The main union federation Histadrut, on the other hand, did not take a formal stance on the matter. Some senior officials in the Building Workers’ Union initiated informal meetings with government officials to explore the possibility of reinstating Palestinian workers, but the organization clearly avoided taking an official position on the lockdown imposed on Palestinian workers since October 7.
While many people in Israel adopted after October 7th the accusation towards workers from Gaza that they served as informants for Hamas, it later became clear that this charge was baseless. (see journalist Nahoum Barnea in Yediout Ahronot on this).
However the two Labour Federation remained conspicuously silent. As mentioned above Histadrut Leumit called openly to ban Palestinian workers and the Secretary-General of the Building Workers’ Union, Yitzhak Moyal, declared in a Knesset discussion in early July that immediate action should be taken to import 100,000 migrant workers to save the construction sector.

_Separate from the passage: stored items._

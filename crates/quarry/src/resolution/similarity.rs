// SPDX-License-Identifier: AGPL-3.0-only
// Copyright (C) 2024 Jonathan Lee
// This program is free software: you can redistribute it and/or modify
// it under the terms of the GNU Affero General Public License version 3
// as published by the Free Software Foundation.
// This program is distributed in the hope that it will be useful,
// but WITHOUT ANY WARRANTY; without even the implied warranty of
// MERCHANTABILITY or FITNESS FOR A PARTICULAR PURPOSE.
// See the GNU Affero General Public License for more details.
// You should have received a copy of the GNU Affero General Public License
// along with this program. If not, see https://www.gnu.org/licenses/.

//! Ratcliff/Obershelp "gestalt" similarity over characters.
//!
//! The score is `2 * M / T` where `M` counts characters in recursively found
//! longest common blocks and `T` is the combined length. Block discovery is
//! order dependent, so the public score takes the better of both directions.

pub fn ratio(a: &str, b: &str) -> f64 {
    let a: Vec<char> = a.chars().collect();
    let b: Vec<char> = b.chars().collect();
    let total = a.len() + b.len();
    if total == 0 {
        return 1.0;
    }
    let matches = matching_chars(&a, &b).max(matching_chars(&b, &a));
    (2 * matches) as f64 / total as f64
}

fn matching_chars(a: &[char], b: &[char]) -> usize {
    let mut total = 0;
    let mut pending = vec![(0, a.len(), 0, b.len())];
    while let Some((alo, ahi, blo, bhi)) = pending.pop() {
        let (i, j, size) = longest_block(a, b, alo, ahi, blo, bhi);
        if size == 0 {
            continue;
        }
        total += size;
        if alo < i && blo < j {
            pending.push((alo, i, blo, j));
        }
        if i + size < ahi && j + size < bhi {
            pending.push((i + size, ahi, j + size, bhi));
        }
    }
    total
}

/// Earliest longest common block of `a[alo..ahi]` and `b[blo..bhi]`.
fn longest_block(
    a: &[char],
    b: &[char],
    alo: usize,
    ahi: usize,
    blo: usize,
    bhi: usize,
) -> (usize, usize, usize) {
    let width = bhi - blo;
    let mut best = (alo, blo, 0);
    let mut prev = vec![0usize; width + 1];
    let mut cur = vec![0usize; width + 1];
    for i in alo..ahi {
        for j in blo..bhi {
            let slot = j - blo + 1;
            if a[i] == b[j] {
                let len = prev[slot - 1] + 1;
                cur[slot] = len;
                if len > best.2 {
                    best = (i + 1 - len, j + 1 - len, len);
                }
            } else {
                cur[slot] = 0;
            }
        }
        std::mem::swap(&mut prev, &mut cur);
    }
    best
}

#[cfg(test)]
mod tests {
    use super::*;

    #[test]
    fn identical_strings_score_one() {
        assert_eq!(ratio("freeman corporation", "freeman corporation"), 1.0);
        assert_eq!(ratio("", ""), 1.0);
    }

    #[test]
    fn disjoint_strings_score_zero() {
        assert_eq!(ratio("abc", "xyz"), 0.0);
        assert_eq!(ratio("abc", ""), 0.0);
    }

    #[test]
    fn prefix_scores_by_length_share() {
        let score = ratio("freeman", "freeman corporation");
        assert!((score - 14.0 / 26.0).abs() < 1e-12);
    }

    #[test]
    fn score_is_symmetric() {
        let pairs = [
            ("contoso", "costco"),
            ("northwind", "windnorth"),
            ("abcd", "bcda"),
            ("road bikes", "mountain bikes"),
        ];
        for (a, b) in pairs {
            assert_eq!(ratio(a, b), ratio(b, a), "{a} / {b}");
        }
    }

    #[test]
    fn typo_keeps_high_score() {
        assert!(ratio("contosso", "contoso") > 0.9);
    }
}
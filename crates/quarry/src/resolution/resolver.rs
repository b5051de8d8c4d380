// SPDX-License-Identifier: AGPL-3.0-only
// Copyright (C) 2024 Jonathan Lee
// This program is free software: you can redistribute it and/or modify
// it under the terms of the GNU Affero General Public License version 3
// as published by the Free Software Foundation.
// This program is distributed in the hope that it will be useful,
// but WITHOUT ANY WARRANTY; without even the implied warranty of
// MERCHANTABILITY or FITNESS FOR A PARTICULAR PURPOSE.
// See the GNU Affero General Public License for more details.
// You should have received a copy of the GNU Affero General Public License
// along with this program. If not, see https://www.gnu.org/licenses/.

use crate::error::QuarryError;
use crate::resolution::cache::CanonicalValueCache;
use crate::resolution::matcher::{decide, MatchDecision};
use crate::resolution::values::normalize_key;
use crate::resolution::verified::VerifiedEntityLog;
use crate::telemetry::log_resolution_event;
use moka::future::Cache;
use quarry_contracts::{CacheSettings, ClarificationOption, MatchThresholds, ResolutionResult};
use serde::Serialize;
use serde_json::json;
use std::sync::Arc;
use std::time::Duration;
use tracing::warn;

#[derive(Debug, Clone, Serialize)]
pub struct ResolutionCacheInfo {
    pub entries: u64,
    pub ttl_secs: u64,
}

/// Resolves free-text values to canonical ones using a shared value cache and
/// a short-lived memo of previous answers.
pub struct EntityResolver {
    values: Arc<CanonicalValueCache>,
    thresholds: MatchThresholds,
    results: Cache<String, ResolutionResult>,
    ttl: Duration,
}

impl EntityResolver {
    pub fn new(
        values: Arc<CanonicalValueCache>,
        thresholds: MatchThresholds,
        settings: &CacheSettings,
    ) -> Self {
        let results = Cache::builder()
            .max_capacity(settings.resolution_capacity)
            .time_to_live(settings.resolution_ttl())
            .build();
        Self {
            values,
            thresholds,
            results,
            ttl: settings.resolution_ttl(),
        }
    }

    pub fn values(&self) -> &Arc<CanonicalValueCache> {
        &self.values
    }

    pub fn thresholds(&self) -> &MatchThresholds {
        &self.thresholds
    }

    pub async fn resolve(&self, category: &str, raw_value: &str) -> ResolutionResult {
        let Some(spec) = self.values.registry().get(category) else {
            let message = match self.values.registry().suggest(category) {
                Some(close) => {
                    format!("Category '{category}' is not registered. Did you mean '{close}'?")
                }
                None => format!("Category '{category}' is not registered"),
            };
            return ResolutionResult::NotFound {
                category: category.to_string(),
                original_query: raw_value.to_string(),
                message,
            };
        };
        let category = spec.name.clone();
        let needle = normalize_key(raw_value);
        let key = format!("{}:{}", category.to_lowercase(), needle);

        if let Some(hit) = self.results.get(&key).await {
            log_resolution_event(
                "cache_hit",
                json!({ "category": category, "value": raw_value }),
            );
            return hit;
        }

        let result = match self.values.snapshot(&category).await {
            Ok(snapshot) => {
                self.shape(&category, raw_value, decide(&snapshot, &needle, &self.thresholds))
            }
            Err(e) => {
                warn!(category = %category, error = %e, "Canonical lookup failed");
                ResolutionResult::Error {
                    category: category.clone(),
                    message: lookup_message(&e),
                }
            }
        };

        log_resolution_event(
            "resolved",
            json!({
                "category": category,
                "value": raw_value,
                "phase": result.phase(),
                "confidence": result.confidence(),
            }),
        );
        if result.is_cacheable() {
            self.results.insert(key, result.clone()).await;
        }
        result
    }

    /// Resolves and records confirmed answers into the conversation log.
    pub async fn resolve_and_record(
        &self,
        category: &str,
        raw_value: &str,
        log: &mut VerifiedEntityLog,
    ) -> ResolutionResult {
        let result = self.resolve(category, raw_value).await;
        if let Some(value) = result.resolved_value() {
            log.record(result.category(), value);
        }
        result
    }

    fn shape(&self, category: &str, raw_value: &str, decision: MatchDecision) -> ResolutionResult {
        match decision {
            MatchDecision::Exact(value) => ResolutionResult::ExactMatch {
                category: category.to_string(),
                value,
                confidence: 1.0,
            },
            MatchDecision::High { value, score } => ResolutionResult::HighConfidenceMatch {
                category: category.to_string(),
                value,
                score,
            },
            MatchDecision::Medium(candidates) => ResolutionResult::NeedsClarification {
                category: category.to_string(),
                original_query: raw_value.to_string(),
                message: format!(
                    "I found multiple possible matches for '{raw_value}'. Which one did you mean?"
                ),
                options: candidates
                    .into_iter()
                    .map(|(value, score)| ClarificationOption::new(value, score))
                    .collect(),
            },
            MatchDecision::NoMatch => ResolutionResult::NotFound {
                category: category.to_string(),
                original_query: raw_value.to_string(),
                message: format!(
                    "No matching {} found for '{raw_value}'",
                    category.replace('_', " ")
                ),
            },
        }
    }

    pub fn clear_resolution_cache(&self) {
        self.results.invalidate_all();
    }

    pub async fn resolution_cache_info(&self) -> ResolutionCacheInfo {
        self.results.run_pending_tasks().await;
        ResolutionCacheInfo {
            entries: self.results.entry_count(),
            ttl_secs: self.ttl.as_secs(),
        }
    }
}

fn lookup_message(error: &QuarryError) -> String {
    match error {
        QuarryError::LookupFailure { reason, .. } => format!("Entity lookup failed: {reason}"),
        other => format!("Entity lookup failed: {other}"),
    }
}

It is worth noting that for decades all Palestinian workers paid dues to the Histadrut. In 2019, Histadrut Leumit was also allowed to receive membership fees from thousands of Palestinian workers through arrangements imposed by the Payments Department of the Population and Immigration Authority. Only in 2020, through a legal process initiated by MAAN these illegal deduction of dues was stopped. One would have expected that millions of shekels in dues paid over the years by Palestinian workers would oblige these labor organizations to take a fairer stance today. Their stands are in stark contrast to the principle of solidarity between all workers upon which labor unions worldwide were built.